Effect of renal impairment on the pharmacokinetics, pharmacodynamics, and safety of apixaban

This open-label study evaluated apixaban pharmacokinetics, pharmacodynamics, and safety in subjects with mild, moderate, or severe renal impairment and in healthy subjects following a single 10-mg oral dose. The primary analysis determined the relationship between apixaban AUC and 24-hour creatinine clearance (CLcr) as a measure of renal function. The relationships between 24-hour CLcr and iohexol clearance, estimated CLcr (Cockcroft-Gault equation), and estimated glomerular filtration rate (modification of diet in renal disease [MDRD] equation) were also assessed.
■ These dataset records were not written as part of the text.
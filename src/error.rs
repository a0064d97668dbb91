//! Error types for stackprobe
//!
//! This module defines the error handling strategy for stackprobe. There are
//! two error types: `HarnessError` (main error enum) and `ConfigError`
//! (configuration-specific).
//!
//! ## Error Handling Philosophy
//!
//! Library code uses `crate::error::Result<T>` which returns `HarnessError`.
//! CLI code uses `anyhow::Result<T>` for top-level error handling. The
//! conversion happens at the CLI boundary using `anyhow::Error::from` to
//! preserve error chains.
//!
//! This split exists because:
//! - Library code benefits from structured error types for programmatic
//!   handling (the poller and the fixture dispatch on `NotFound` specifically)
//! - CLI code benefits from `anyhow`'s context chains and user-friendly display
//!
//! ## When to Use Which Error
//!
//! - `NotFound`: the service answered 404 for the addressed resource.
//!   The deletion poller treats this as success; everything else propagates it.
//!
//! - `UnexpectedResponse`: any other non-2xx answer. Carries the status code
//!   and body for diagnostics.
//!
//! - `Connection`: the request never produced an HTTP response (DNS failure,
//!   refused connection, socket closed mid-body).
//!
//! - `UnexpectedStatus`: the transport succeeded but the resource settled in
//!   a state the caller did not ask for (e.g. a volume entering `error`
//!   while waiting for `available`).
//!
//! - `Timeout`: the status poller exhausted its wall-clock deadline.
//!
//! - `Precheck`: fixture setup cannot proceed (service disabled in config,
//!   referenced image missing). Raised before any resource is created.

use std::time::Duration;
use thiserror::Error;

/// Resource identifier as reported by the service (opaque string).
pub type ResourceId = String;

/// Main error type for stackprobe
#[derive(Error, Debug)]
pub enum HarnessError {
    #[error("Configuration error: {0}")]
    Config(#[from] ConfigError),

    #[error("Not found: {resource_type} {resource_id}")]
    NotFound {
        resource_type: String,
        resource_id: ResourceId,
    },

    #[error("Unexpected response: HTTP {status} - {body}")]
    UnexpectedResponse { status: u16, body: String },

    #[error("Connection error: {0}")]
    Connection(#[from] reqwest::Error),

    #[error("Unexpected status for {resource_type} {resource_id}: {status}")]
    UnexpectedStatus {
        resource_type: String,
        resource_id: ResourceId,
        status: String,
    },

    #[error("Timed out after {waited:?}: {reason}")]
    Timeout { waited: Duration, reason: String },

    #[error("Precheck failed: {0}")]
    Precheck(String),

    #[error("Malformed response body: {0}")]
    BadBody(String),

    #[error("JSON serialization error: {0}")]
    Json(#[from] serde_json::Error),

    #[error("I/O error: {0}")]
    Io(#[from] std::io::Error),
}

/// Configuration-specific errors
#[derive(Error, Debug)]
pub enum ConfigError {
    #[error("Missing required field: {0}")]
    MissingField(String),

    #[error("Invalid value for {field}: {reason}")]
    InvalidValue { field: String, reason: String },

    #[error("Failed to parse config: {0}")]
    ParseError(String),
}

/// Result type alias
pub type Result<T> = std::result::Result<T, HarnessError>;

impl HarnessError {
    /// True when the service reported the addressed resource as gone.
    ///
    /// The deletion poller treats `NotFound` after a delete call as the
    /// success condition, not a failure.
    pub fn is_not_found(&self) -> bool {
        matches!(self, HarnessError::NotFound { .. })
    }
}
Secondary objectives included assessment of safety and tolerability as well as international normalized ratio (INR) and anti-factor Xa activity as pharmacodynamic endpoints. The regression analysis showed that decreasing renal function resulted in modestly increased apixaban exposure (AUC increased by 44% in severe impairment with a 24-hour CLcr of 15mL/min, compared with subjects with normal renal function), but it did not affect C-max or the direct relationship between apixaban plasma concentration and anti-factor Xa activity or INR. The assessment of renal function measured by iohexol clearance, Cockcroft-Gault, and MDRD was consistent with that determined by 24-hour CLcr. Apixaban was well tolerated in this study. These results suggest that dose adjustment of apixaban is not required on the basis of renal function alone.